◆ DIRECTIONS FOR THIS TASK ◆
Retype, word for word, every line from the one holding "mod middleware;" through the one holding "the gateway's routes." in the entries below, both included, and only those lines.

◆ MATERIAL FOR THE TASK ◆
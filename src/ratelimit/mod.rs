//! Per-identity fixed-window rate limiting.

mod limiter;
mod window;

pub use limiter::{
    RateLimitDecision, RateLimitPolicy, RateLimitStatus, RateLimiter, DEFAULT_MAX_REQUESTS,
    DEFAULT_PERIOD,
};
pub use window::FixedWindow;
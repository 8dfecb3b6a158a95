//! Monotonic time source shared by the rate limiter and the memory store.

use std::time::Instant;

/// Source of the current instant.
///
/// Window resets and cache expiry read time through this trait so tests can
/// move time forward without sleeping.
pub trait Clock: Send + Sync {
    /// The current instant.
    fn now(&self) -> Instant;
}

/// Clock backed by `Instant::now()`.
#[derive(Debug, Clone, Copy, Default)]
pub struct SystemClock;

impl Clock for SystemClock {
    fn now(&self) -> Instant {
        Instant::now()
    }
}

/// Manually driven clock for tests.
///
/// Clones share the same time value, so advancing one clone advances all of them.
#[cfg(any(test, feature = "test-utils"))]
#[derive(Debug, Clone)]
pub struct ManualClock {
    current: std::sync::Arc<parking_lot::Mutex<Instant>>,
}

#[cfg(any(test, feature = "test-utils"))]
impl ManualClock {
    /// Create a clock frozen at the current instant.
    pub fn new() -> Self {
        Self {
            current: std::sync::Arc::new(parking_lot::Mutex::new(Instant::now())),
        }
    }

    /// Move the clock forward.
    pub fn advance(&self, by: std::time::Duration) {
        *self.current.lock() += by;
    }
}

#[cfg(any(test, feature = "test-utils"))]
impl Default for ManualClock {
    fn default() -> Self {
        Self::new()
    }
}

#[cfg(any(test, feature = "test-utils"))]
impl Clock for ManualClock {
    fn now(&self) -> Instant {
        *self.current.lock()
    }
}
//! FxGate - Exchange-Rate Gateway
//!
//! This crate serves currency exchange rates and converted product prices over
//! HTTP. Rate lookups go through a cache-aside decorator that stores one entry
//! per unordered currency pair, and every authenticated tenant is metered by a
//! fixed-window rate limiter.

pub mod auth;
pub mod catalog;
pub mod clock;
pub mod config;
pub mod error;
pub mod gateway;
pub mod ratelimit;
pub mod rates;
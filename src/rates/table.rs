//! In-memory upstream rate table with simulated latency.

use std::collections::HashMap;
use std::time::Duration;

use async_trait::async_trait;
use rust_decimal::Decimal;
use tokio_util::sync::CancellationToken;
use tracing::{debug, trace};

use super::currency::CurrencyCode;
use super::source::{RateError, RateResult, RateSource};

/// USD value of one unit of each default currency.
pub fn default_usd_rates() -> HashMap<CurrencyCode, Decimal> {
    [
        ("USD", Decimal::new(100, 2)),
        ("CAD", Decimal::new(71, 2)),
        ("EUR", Decimal::new(110, 2)),
        ("GBP", Decimal::new(120, 2)),
        ("MXN", Decimal::new(42, 3)),
    ]
    .into_iter()
    .filter_map(|(code, rate)| code.parse().ok().map(|code| (code, rate)))
    .collect()
}

/// Rate source that derives every cross rate from a USD-pivot table.
///
/// Stands in for the remote pricing API: each lookup waits `latency` first,
/// and that wait can be cut short by the caller's cancellation token.
pub struct RateTable {
    usd_rates: HashMap<CurrencyCode, Decimal>,
    latency: Duration,
}

impl RateTable {
    /// Create a table answering immediately.
    pub fn new(usd_rates: HashMap<CurrencyCode, Decimal>) -> Self {
        Self::with_latency(usd_rates, Duration::ZERO)
    }

    /// Create a table that waits `latency` before every answer.
    pub fn with_latency(usd_rates: HashMap<CurrencyCode, Decimal>, latency: Duration) -> Self {
        Self { usd_rates, latency }
    }

    /// Sorted list of supported codes.
    pub fn supported(&self) -> Vec<&CurrencyCode> {
        let mut codes: Vec<_> = self.usd_rates.keys().collect();
        codes.sort();
        codes
    }

    fn usd_value(&self, code: &CurrencyCode) -> RateResult<Decimal> {
        self.usd_rates
            .get(code)
            .copied()
            .ok_or_else(|| RateError::UnsupportedCurrency(code.to_string()))
    }
}

impl Default for RateTable {
    fn default() -> Self {
        Self::new(default_usd_rates())
    }
}

#[async_trait]
impl RateSource for RateTable {
    async fn get_rate(
        &self,
        from: &CurrencyCode,
        to: &CurrencyCode,
        cancel: &CancellationToken,
    ) -> RateResult<Decimal> {
        if !self.latency.is_zero() {
            trace!(latency_ms = self.latency.as_millis() as u64, "Simulating upstream latency");
            tokio::select! {
                _ = cancel.cancelled() => return Err(RateError::Cancelled),
                _ = tokio::time::sleep(self.latency) => {}
            }
        } else if cancel.is_cancelled() {
            return Err(RateError::Cancelled);
        }

        let from_usd = self.usd_value(from)?;
        let to_usd = self.usd_value(to)?;

        let rate = from_usd
            .checked_div(to_usd)
            .ok_or_else(|| RateError::Upstream(format!("no usable USD rate for {to}")))?;

        debug!(from = %from, to = %to, rate = %rate, "Upstream rate computed");
        Ok(rate)
    }
}
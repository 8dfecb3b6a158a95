//! HTTP gateway: bearer auth -> rate limit -> handlers backed by the cached rate source.

mod handlers;
mod middleware;
mod response;
mod server;

use std::collections::BTreeSet;
use std::sync::Arc;

use axum::routing::get;
use axum::Router;
use tokio_util::sync::CancellationToken;

use crate::auth::BearerAuthenticator;
use crate::catalog::Catalog;
use crate::rates::{CurrencyCode, RateSource};
use crate::ratelimit::RateLimiter;

pub use middleware::{RATE_LIMIT_LIMIT, RATE_LIMIT_REMAINING, RATE_LIMIT_RESET};
pub use response::{FieldError, Outcome, ResponseModel};
pub use server::GatewayServer;

/// Everything the handlers share. Cloned per request.
#[derive(Clone)]
pub struct GatewayState {
    /// Rate lookups, normally the caching decorator over the upstream
    pub rates: Arc<dyn RateSource>,
    /// `None` when rate limiting is disabled
    pub limiter: Option<Arc<RateLimiter>>,
    pub authenticator: Arc<BearerAuthenticator>,
    pub catalog: Arc<Catalog>,
    /// Codes accepted in `from`, `to` and `currencyCode`
    pub supported: Arc<BTreeSet<CurrencyCode>>,
    /// Cancelled on shutdown; each request works under a child token
    pub shutdown: CancellationToken,
}

/// Build the gateway's routes.
pub fn router(state: GatewayState) -> Router {
    let protected = Router::new()
        .route("/rates", get(handlers::get_rate))
        .route("/products", get(handlers::list_products))
        .route_layer(axum::middleware::from_fn_with_state(
            state.clone(),
            middleware::rate_limit,
        ))
        .route_layer(axum::middleware::from_fn_with_state(
            state.clone(),
            middleware::authenticate,
        ));

    Router::new()
        .route("/health", get(handlers::health))
        .merge(protected)
        .with_state(state)
}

◆ ANSWER ◆
mod middleware;
mod response;
mod server;

use std::collections::BTreeSet;
use std::sync::Arc;

use axum::routing::get;
use axum::Router;
use tokio_util::sync::CancellationToken;

use crate::auth::BearerAuthenticator;
use crate::catalog::Catalog;
use crate::rates::{CurrencyCode, RateSource};
use crate::ratelimit::RateLimiter;

pub use middleware::{RATE_LIMIT_LIMIT, RATE_LIMIT_REMAINING, RATE_LIMIT_RESET};
pub use response::{FieldError, Outcome, ResponseModel};
pub use server::GatewayServer;

/// Everything the handlers share. Cloned per request.
#[derive(Clone)]
pub struct GatewayState {
    /// Rate lookups, normally the caching decorator over the upstream
    pub rates: Arc<dyn RateSource>,
    /// `None` when rate limiting is disabled
    pub limiter: Option<Arc<RateLimiter>>,
    pub authenticator: Arc<BearerAuthenticator>,
    pub catalog: Arc<Catalog>,
    /// Codes accepted in `from`, `to` and `currencyCode`
    pub supported: Arc<BTreeSet<CurrencyCode>>,
    /// Cancelled on shutdown; each request works under a child token
    pub shutdown: CancellationToken,
}

/// Build the gateway's routes.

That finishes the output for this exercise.